Recommandations d’octobre : Mois de l’imaginaire

C’est devenu une tradition désormais, le mois d’octobre est l’occasion pour les frangines et frangins de la Garde de Nuit de partager avec vous une recommandation en rapport avec le Mois de l’Imaginaire. Évidemment, pour ce faire et puisque le domaine est vaste, nous avons besoin de quelques critères. Aussi nous limiterons-nous aux auteurs francophones, histoire de les mettre en lumière, dans des publications récentes (moins de cinq ans).
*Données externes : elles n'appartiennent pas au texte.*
//! Security Audit Log
//!
//! Append-only record of login, lockout and session events, kept in durable
//! storage under `admin_security_log` as a JSON array and capped to the most
//! recent entries. Every append is mirrored to `tracing`.
//!
//! Log line format (CLI):
//! `2024-01-15 10:23:45 | LOGIN_FAILED    | host=kiosk-1 | {"attempts":2}`

use chrono::{DateTime, Local, Utc};
use serde::{Deserialize, Serialize};
use serde_json::Value;

use crate::store::{Store, StoreError};

/// Durable storage key of the log.
pub const SECURITY_LOG_KEY: &str = "admin_security_log";

/// Security event names as persisted.
#[derive(Debug, Clone, Copy, PartialEq, Eq, Serialize, Deserialize)]
#[serde(rename_all = "snake_case")]
pub enum SecurityEventKind {
    LoginSuccess,
    LoginFailed,
    AccountLocked,
    LockExpired,
    Logout,
    SessionExtended,
}

impl SecurityEventKind {
    pub fn as_str(&self) -> &'static str {
        match self {
            Self::LoginSuccess => "login_success",
            Self::LoginFailed => "login_failed",
            Self::AccountLocked => "account_locked",
            Self::LockExpired => "lock_expired",
            Self::Logout => "logout",
            Self::SessionExtended => "session_extended",
        }
    }

    fn is_alert(&self) -> bool {
        matches!(self, Self::LoginFailed | Self::AccountLocked)
    }
}

impl std::fmt::Display for SecurityEventKind {
    fn fmt(&self, f: &mut std::fmt::Formatter<'_>) -> std::fmt::Result {
        write!(f, "{}", self.as_str().to_ascii_uppercase())
    }
}

/// One log entry.
#[derive(Debug, Clone, PartialEq, Serialize, Deserialize)]
#[serde(rename_all = "camelCase")]
pub struct SecurityEvent {
    pub event: SecurityEventKind,
    #[serde(default)]
    pub data: Value,
    #[serde(with = "chrono::serde::ts_milliseconds")]
    pub timestamp: DateTime<Utc>,
    /// Host the event came from
    #[serde(default, rename = "userAgent")]
    pub agent: String,
}

impl SecurityEvent {
    pub fn to_log_line(&self) -> String {
        let local_time: DateTime<Local> = self.timestamp.into();
        format!(
            "{} | {:<16} | host={} | {}",
            local_time.format("%Y-%m-%d %H:%M:%S"),
            self.event.to_string(),
            self.agent,
            self.data
        )
    }
}

/// Writer/reader for the capped log. Holds no storage of its own.
#[derive(Debug, Clone)]
pub struct SecurityLog {
    capacity: usize,
    agent: String,
}

impl SecurityLog {
    pub fn new(capacity: usize, agent: impl Into<String>) -> Self {
        Self {
            capacity: capacity.max(1),
            agent: agent.into(),
        }
    }

    pub fn capacity(&self) -> usize {
        self.capacity
    }

    /// Append an event, dropping the oldest entries beyond capacity.
    pub fn record(
        &self,
        store: &impl Store,
        event: SecurityEventKind,
        data: Value,
        now: DateTime<Utc>,
    ) -> Result<(), StoreError> {
        if event.is_alert() {
            tracing::warn!("SECURITY_EVENT | event={} data={}", event, data);
        } else {
            tracing::info!("SECURITY_EVENT | event={} data={}", event, data);
        }

        let mut entries = self.entries(store)?;
        entries.push(SecurityEvent {
            event,
            data,
            timestamp: now,
            agent: self.agent.clone(),
        });
        if entries.len() > self.capacity {
            let excess = entries.len() - self.capacity;
            entries.drain(..excess);
        }

        // Serializing plain structs of strings and numbers does not fail.
        let encoded = serde_json::to_string(&entries).unwrap_or_else(|_| "[]".to_string());
        store.set(SECURITY_LOG_KEY, &encoded)
    }

    /// All retained entries, oldest first. An unreadable log reads as empty.
    pub fn entries(&self, store: &impl Store) -> Result<Vec<SecurityEvent>, StoreError> {
        let Some(raw) = store.get(SECURITY_LOG_KEY)? else {
            return Ok(Vec::new());
        };
        match serde_json::from_str(&raw) {
            Ok(entries) => Ok(entries),
            Err(e) => {
                tracing::warn!("SECURITY_LOG_DISCARDED | reason={}", e);
                Ok(Vec::new())
            }
        }
    }

    /// The `limit` most recent entries, newest first.
    pub fn recent(
        &self,
        store: &impl Store,
        limit: usize,
    ) -> Result<Vec<SecurityEvent>, StoreError> {
        let mut entries = self.entries(store)?;
        entries.reverse();
        entries.truncate(limit);
        Ok(entries)
    }
}

// ============================================================================
// TESTS
// ============================================================================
Si vos Piles à Lire étaient en train de réduire, pas de bol, voici de quoi les remplir pour se glisser doucement vers les mois sombres, une tasse de thé à la main, un plaid sur les genoux et une douce odeur de châtaigne au coin des narines !

Un long voyage, de Claire Duvivier

Couverture d’Un long voyage, de Claire Duvivier, aux éditions Aux Forges de Vulcain.

Est-il besoin de recommander un livre qui vient tout juste d’être auréolé du prix Elbakin.nmet 2020 ? Eh bien quand c’est mérité, il n’y a pas de raison de s’en priver !

Le pitch ? Issu d’une famille de pêcheurs, Liesse doit quitter son village natal à la mort de son père. Fruste mais malin, il parvient à faire son chemin dans le comptoir commercial où il a été placé, au point d’être pris comme secrétaire par Malvine Zélina de Félarasie, ambassadrice impériale dans l’Archipel, aristocrate promise aux plus grandes destinées politiques.
Dans le sillage de la jeune femme, Liesse va s’embarquer pour un grand voyage loin de ses îles et devenir, au fil des ans, le témoin privilégié de la fin d’un Empire.

Comme ça, a priori, pas un roman que l’on classerait dans la même catégorie qu’un Steven Erikson ou un Martin, mais dont l’atmosphère n’est pas moins saisissante. Quelque part entre Rouge Brésil et L’armée des 12 singes, il y a ce texte, anodin s’il en est, dans le paysage de notre fantasy trop souvent clichée. L’éditeur, Aux Forges de Vulcain, signe donc une parution particulière qui vaut le détour par son caractère éminemment contemplatif. Sorte de longue chronique à la première personne du point de vue de Liesse, on y suit le déclin des colonies d’un empire, mais c’est surtout les personnages rencontrés que l’on retiendra, tous attachants en quelques lignes grâce à la plume simple et évocatrice de Claire Duvivier. Si l’on devait lui trouver un défaut, je dirais d’ailleurs que c’est dans la puissance de ce quotidien qu’il réside, rendant le mystère et la conclusion de l’intrigue anecdotique et finalement assez faible en comparaison avec le tableau qui est dressé de l’agonie de cette civilisation.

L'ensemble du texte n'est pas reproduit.